Proceedings in the family court are very different from civil proceedings. They are dealt with under a different set of rules. In civil proceedings, the court requires a ‘cards on the table’ approach, and will then make a finding based on the evidence put before the judge. The role of the judge in family proceedings is different, and the objective is to impose a fair settlement on the parties rather than to choose between them on the facts presented. This was explained by a senior judge as:
‘…the judicial task [in family proceedings] is very different from the task of the judge in the civil justice system, whose obligation is to make findings on all issues in dispute relevant to outcome. The quasi-inquisitorial role of the judge in ancillary relief litigation obliges him to investigate issues which he considers relevant to outcome even if not advanced by either party. Equally, he is not bound to adopt a conclusion upon which the parties have agreed.’
In civil proceedings a party will start matters off by filing a statement of claim, which will set out his case and what he is asking for. In family cases there is no statement of claim or indeed any other formal pleading to set out what is being claimed. The reason for this is that until each party have fully disclosed their assets, the next stage of how they can be distributed cannot be reached.
To a certain extent this is in conflict with the pre-action protocol contained in the Family Proceedings Rules. This requires parties to:
‘…clarify their claims and identify the issues between them as soon as possible… openness in all dealings is essential.’
When then should you make clear what you are looking for out of the marriage?
The first stage of matrimonial financial proceedings must always be disclosure. This is done on Form E. This prescribed form allows a party to summarise their case on standard of living, contributions, conduct (paragraph 4); and gives the party the option (‘…if you are able at this stage’) to set out the orders they seek (paragraph 5). However, save for in straightforward cases, Form E does not sufficiently allow you to set out your case.
The standard directions contained in the Family Proceedings Rules require the filing of a brief statement of the issues and points of dispute before the first appointment. This will be considered by the judge alongside each parties’ Form E and will go some way to set out your case and the settlement you are looking for. There is no provision however for skeleton arguments all place to argue your case.
If matters are not resolved at the first appointment by agreement, mediation or arm-twisting by the judge – the rules require a position statement and all offers of settlement to be filed with the court seven days before the next stage which will be the financial dispute resolution (FDR) hearing. Further evidence and court bundles may also have to be filed, depending upon directions given and the court and complexity of the matter. In the rare few cases which still do not settle and go on to a final hearing, open proposals for settlement must be exchanged and sent to the court at least 14 days before the hearing date.

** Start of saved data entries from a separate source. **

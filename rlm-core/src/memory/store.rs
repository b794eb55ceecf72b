//! SQLite-backed memory node store.
//!
//! Implements the consumed memory contract — `CreateNode`, `GetNode`,
//! `ListNodes`, `IncrementAccess` — against the three typed node kinds the
//! core cares about. Anything beyond that (hyperedges, tier evolution) is
//! the memory graph's own internal business, not this core's.

use crate::error::{Error, Result};
use crate::memory::schema::{initialize_schema, is_initialized};
use crate::memory::types::{Node, NodeId, NodeQuery, NodeType};
use chrono::{DateTime, Utc};
use rusqlite::{params, Connection, OptionalExtension};
use serde_json::Value;
use std::collections::HashMap;
use std::path::Path;
use std::sync::{Arc, Mutex};

/// SQLite-backed memory store.
pub struct SqliteMemoryStore {
    conn: Arc<Mutex<Connection>>,
}

impl SqliteMemoryStore {
    /// Open or create a memory store at the given path.
    pub fn open(path: impl AsRef<Path>) -> Result<Self> {
        let conn = Connection::open(path).map_err(|e| Error::MemoryStorage(e.to_string()))?;

        if !is_initialized(&conn) {
            initialize_schema(&conn).map_err(|e| Error::MemoryStorage(e.to_string()))?;
        }

        Ok(Self {
            conn: Arc::new(Mutex::new(conn)),
        })
    }

    /// Create an in-memory store (for testing).
    pub fn in_memory() -> Result<Self> {
        let conn = Connection::open_in_memory().map_err(|e| Error::MemoryStorage(e.to_string()))?;
        initialize_schema(&conn).map_err(|e| Error::MemoryStorage(e.to_string()))?;

        Ok(Self {
            conn: Arc::new(Mutex::new(conn)),
        })
    }

    fn with_conn<F, T>(&self, f: F) -> Result<T>
    where
        F: FnOnce(&Connection) -> rusqlite::Result<T>,
    {
        let conn = self
            .conn
            .lock()
            .map_err(|e| Error::Internal(format!("failed to lock connection: {}", e)))?;
        f(&conn).map_err(|e| Error::MemoryStorage(e.to_string()))
    }

    /// Create a node.
    pub fn create_node(&self, node: &Node) -> Result<()> {
        self.with_conn(|conn| {
            let metadata = node
                .metadata
                .as_ref()
                .map(|m| serde_json::to_string(m).unwrap_or_default());

            conn.execute(
                "INSERT INTO nodes (
                    id, node_type, content, confidence,
                    created_at, last_accessed, access_count, metadata
                ) VALUES (?1, ?2, ?3, ?4, ?5, ?6, ?7, ?8)",
                params![
                    node.id.to_string(),
                    node.node_type.to_string(),
                    node.content,
                    node.confidence,
                    node.created_at.to_rfc3339(),
                    node.last_accessed.to_rfc3339(),
                    node.access_count as i64,
                    metadata,
                ],
            )?;
            Ok(())
        })
    }

    /// Get a node by ID.
    pub fn get_node(&self, id: &NodeId) -> Result<Option<Node>> {
        self.with_conn(|conn| {
            conn.query_row(
                "SELECT id, node_type, content, confidence,
                        created_at, last_accessed, access_count, metadata
                 FROM nodes WHERE id = ?1",
                params![id.to_string()],
                Self::row_to_node,
            )
            .optional()
        })
    }

    /// List nodes matching a filter.
    pub fn list_nodes(&self, query: &NodeQuery) -> Result<Vec<Node>> {
        self.with_conn(|conn| {
            let mut sql = String::from(
                "SELECT id, node_type, content, confidence,
                        created_at, last_accessed, access_count, metadata
                 FROM nodes WHERE 1=1",
            );
            let mut params_vec: Vec<Box<dyn rusqlite::ToSql>> = Vec::new();

            if let Some(ref types) = query.node_types {
                let placeholders: Vec<String> = types.iter().map(|_| "?".to_string()).collect();
                sql.push_str(&format!(" AND node_type IN ({})", placeholders.join(",")));
                for t in types {
                    params_vec.push(Box::new(t.to_string()));
                }
            }

            if let Some(min_conf) = query.min_confidence {
                sql.push_str(" AND confidence >= ?");
                params_vec.push(Box::new(min_conf));
            }

            if let Some(ref substring) = query.content_contains {
                sql.push_str(" AND content LIKE ?");
                params_vec.push(Box::new(format!("%{}%", substring)));
            }

            sql.push_str(" ORDER BY last_accessed DESC");

            if let Some(limit) = query.limit {
                sql.push_str(&format!(" LIMIT {}", limit));
            }
            if let Some(offset) = query.offset {
                sql.push_str(&format!(" OFFSET {}", offset));
            }

            let params_refs: Vec<&dyn rusqlite::ToSql> =
                params_vec.iter().map(|b| b.as_ref()).collect();

            let mut stmt = conn.prepare(&sql)?;
            let nodes = stmt
                .query_map(params_refs.as_slice(), Self::row_to_node)?
                .filter_map(|r| r.ok())
                .collect();

            Ok(nodes)
        })
    }

    /// Bump a node's access count and last-accessed timestamp.
    pub fn increment_access(&self, id: &NodeId) -> Result<()> {
        self.with_conn(|conn| {
            conn.execute(
                "UPDATE nodes SET access_count = access_count + 1, last_accessed = ?2 WHERE id = ?1",
                params![id.to_string(), Utc::now().to_rfc3339()],
            )?;
            Ok(())
        })
    }

    fn row_to_node(row: &rusqlite::Row) -> rusqlite::Result<Node> {
        let id_str: String = row.get(0)?;
        let node_type_str: String = row.get(1)?;

        let metadata: Option<HashMap<String, Value>> = row
            .get::<_, Option<String>>(7)?
            .and_then(|s| serde_json::from_str(&s).ok());

        let node_type = match node_type_str.as_str() {
            "experience" => NodeType::Experience,
            "decision" => NodeType::Decision,
            _ => NodeType::Fact,
        };

        Ok(Node {
            id: NodeId::parse(&id_str).unwrap_or_else(|_| NodeId::new()),
            node_type,
            content: row.get(2)?,
            confidence: row.get(3)?,
            created_at: parse_datetime(row.get::<_, String>(4)?),
            last_accessed: parse_datetime(row.get::<_, String>(5)?),
            access_count: row.get::<_, i64>(6)? as u64,
            metadata,
        })
    }

    /// Summary statistics about the store.
    pub fn stats(&self) -> Result<MemoryStats> {
        self.with_conn(|conn| {
            let total_nodes: i64 =
                conn.query_row("SELECT COUNT(*) FROM nodes", [], |row| row.get(0))?;

            let mut stmt = conn.prepare("SELECT node_type, COUNT(*) FROM nodes GROUP BY node_type")?;
            let nodes_by_type: HashMap<String, i64> = stmt
                .query_map([], |row| Ok((row.get::<_, String>(0)?, row.get::<_, i64>(1)?)))?
                .filter_map(|r| r.ok())
                .collect();

            Ok(MemoryStats {
                total_nodes: total_nodes as u64,
                nodes_by_type,
            })
        })
    }
}

/// Statistics about the memory store.
#[derive(Debug, Clone)]
pub struct MemoryStats {
    pub total_nodes: u64,
    pub nodes_by_type: HashMap<String, i64>,
}

/// An entry retained for API compatibility with callers tracking node
/// lifecycle events; the core itself never evolves tiers.
#[derive(Debug, Clone)]
pub struct EvolutionEntry {
    pub operation: String,
    pub reason: String,
    pub timestamp: DateTime<Utc>,
}

fn parse_datetime(s: String) -> DateTime<Utc> {
    DateTime::parse_from_rfc3339(&s)
        .map(|dt| dt.with_timezone(&Utc))
        .unwrap_or_else(|_| Utc::now())
}

#[cfg(test)]
mod tests {
    use super::*;

    #[test]
    fn test_create_and_get_node() {
        let store = SqliteMemoryStore::in_memory().unwrap();
        let node = Node::new(NodeType::Fact, "the API uses JWT for auth");

        store.create_node(&node).unwrap();
        let retrieved = store.get_node(&node.id).unwrap().unwrap();

        assert_eq!(retrieved.content, "the API uses JWT for auth");
        assert_eq!(retrieved.node_type, NodeType::Fact);
        assert_eq!(retrieved.access_count, 0);
    }

    #[test]
    fn test_list_nodes_by_type() {
        let store = SqliteMemoryStore::in_memory().unwrap();

        store.create_node(&Node::new(NodeType::Fact, "fact 1")).unwrap();
        store.create_node(&Node::new(NodeType::Fact, "fact 2")).unwrap();
        store
            .create_node(&Node::new(NodeType::Experience, "experience 1"))
            .unwrap();

        let facts = store
            .list_nodes(&NodeQuery::new().node_types(vec![NodeType::Fact]))
            .unwrap();

        assert_eq!(facts.len(), 2);
    }

    #[test]
    fn test_list_nodes_content_filter() {
        let store = SqliteMemoryStore::in_memory().unwrap();
        store
            .create_node(&Node::new(NodeType::Fact, "the secret access code is CODE-1234"))
            .unwrap();
        store.create_node(&Node::new(NodeType::Fact, "unrelated fact")).unwrap();

        let matches = store
            .list_nodes(&NodeQuery::new().content_contains("secret"))
            .unwrap();

        assert_eq!(matches.len(), 1);
    }

    #[test]
    fn test_increment_access() {
        let store = SqliteMemoryStore::in_memory().unwrap();
        let node = Node::new(NodeType::Fact, "test");
        store.create_node(&node).unwrap();

        store.increment_access(&node.id).unwrap();
        store.increment_access(&node.id).unwrap();

        let updated = store.get_node(&node.id).unwrap().unwrap();
        assert_eq!(updated.access_count, 2);
    }

    #[test]
    fn test_stats() {
        let store = SqliteMemoryStore::in_memory().unwrap();
        store.create_node(&Node::new(NodeType::Fact, "f1")).unwrap();
        store.create_node(&Node::new(NodeType::Decision, "d1")).unwrap();

        let stats = store.stats().unwrap();
        assert_eq!(stats.total_nodes, 2);
    }
}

All this results in a fine balancing line. A fair settlement cannot be reached until there has been full disclosure and everybody knows the totality of the ‘pot’. However, set against this are the advantages of an early settlement to reduce the upset, trauma, and probable cost of a protracted dispute. The sooner things are settled, the better so that parties can get on with their lives. What must be guarded against is your spouse on the other side (or often his/her legal adviser) procrastinating and causing unnecessary delay. If this seems to be happening ask the court to make specific directions. For example, at the first appointment it may be useful to ask the court to direct a schedule of assets and order that further statements of issues and position statements be filed. If your opponent’s position is unclear or seems uncertain, you should request that a narrative statements be filed.
The key to good matrimonial financial proceedings must therefore be to ensure you give your disclosure quickly and fully and to make sure this is reciprocated by the other side. Then, once this is established to make your position clear, put forward your proposals for settlement and force your opponent to do the same. Then negotiate if necessary, compromise if you must but get it settled.